The Solicitors Regulation Authority (SRA) conducted a pilot of the first element of its intended new qualifying exam, the Solicitors Qualifying Examination, or SQE 1, earlier this year. It has now published reports on the performance of the pilot by its appointed contractors Kaplan, and by a designated independent reviewer, together with its own response to these reports. The timing of the release of these documents, in the middle of the university long vacation, might suggest a desire to avoid immediate scrutiny from the academic community.

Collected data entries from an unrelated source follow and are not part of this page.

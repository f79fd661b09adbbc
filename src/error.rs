//! Errors raised at the crate's edges (map files, tuning files).
//!
//! The simulation itself never fails; see `sim` for the fallbacks it uses.

use thiserror::Error;

/// Failure while loading maps or tuning data.
#[derive(Debug, Error)]
pub enum PixelPuttError {
    /// Reading a file from disk failed.
    #[error("i/o error: {0}")]
    Io(#[from] std::io::Error),
    /// A tuning or palette file was not valid JSON for its type.
    #[error("invalid json: {0}")]
    Json(#[from] serde_json::Error),
    /// An ASCII map contained a character with no terrain meaning.
    #[error("unknown map glyph {glyph:?} at line {line}, column {column}")]
    UnknownGlyph {
        glyph: char,
        line: usize,
        column: usize,
    },
    /// Rows of an ASCII map differ in width.
    #[error("map row {line} is {found} wide, expected {expected}")]
    RaggedMap {
        line: usize,
        found: usize,
        expected: usize,
    },
    /// A colour-index buffer does not match the declared dimensions.
    #[error("mask buffer holds {found} pixels, expected {width}x{height}")]
    MaskSize {
        width: u32,
        height: u32,
        found: usize,
    },
}

pub type Result<T> = std::result::Result<T, PixelPuttError>;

What is most significant about these reports is that none of them actually disclose important parts of the evidence on which they are based, which are fundamental to any critique or comment. For example, the Kaplan report states that:

’Candidates were selected who were broadly representative of those who would sit Stage 1 of the SQE both as to prior education and demographic characteristics. 555 candidates were invited to take part in the pilot. 419 accepted their place. 58 of them cancelled in the run up to the examinations and there were 43 no-shows on the day, leaving 318 active participants with 316 sitting all 3 days. 18 candidates requested and were granted reasonable adjustments.’

Even if the original selection was broadly representative (and in the absence of any information this has to be taken on trust) we are concerned about the ‘representativeness’ of this cohort. In a best-case scenario (from the students’ point of view), someone sitting SQE1 would have some kind of preparation, some idea of the nature of the assessment, some opportunities for practice. As no questions examples or guidance were (or are) available, the participants were without any of these supports. What the data from this pilot might show is what happens if a candidate goes into the assessment blind.

The high attrition rate raises significant questions as to how representative the 318 really were. In the absence of detailed data, we cannot assume that the 42.7% of the original sample who did not take part were evenly distributed across gender, ethnicity, social class, prior education experience or any other relevant demographic factor.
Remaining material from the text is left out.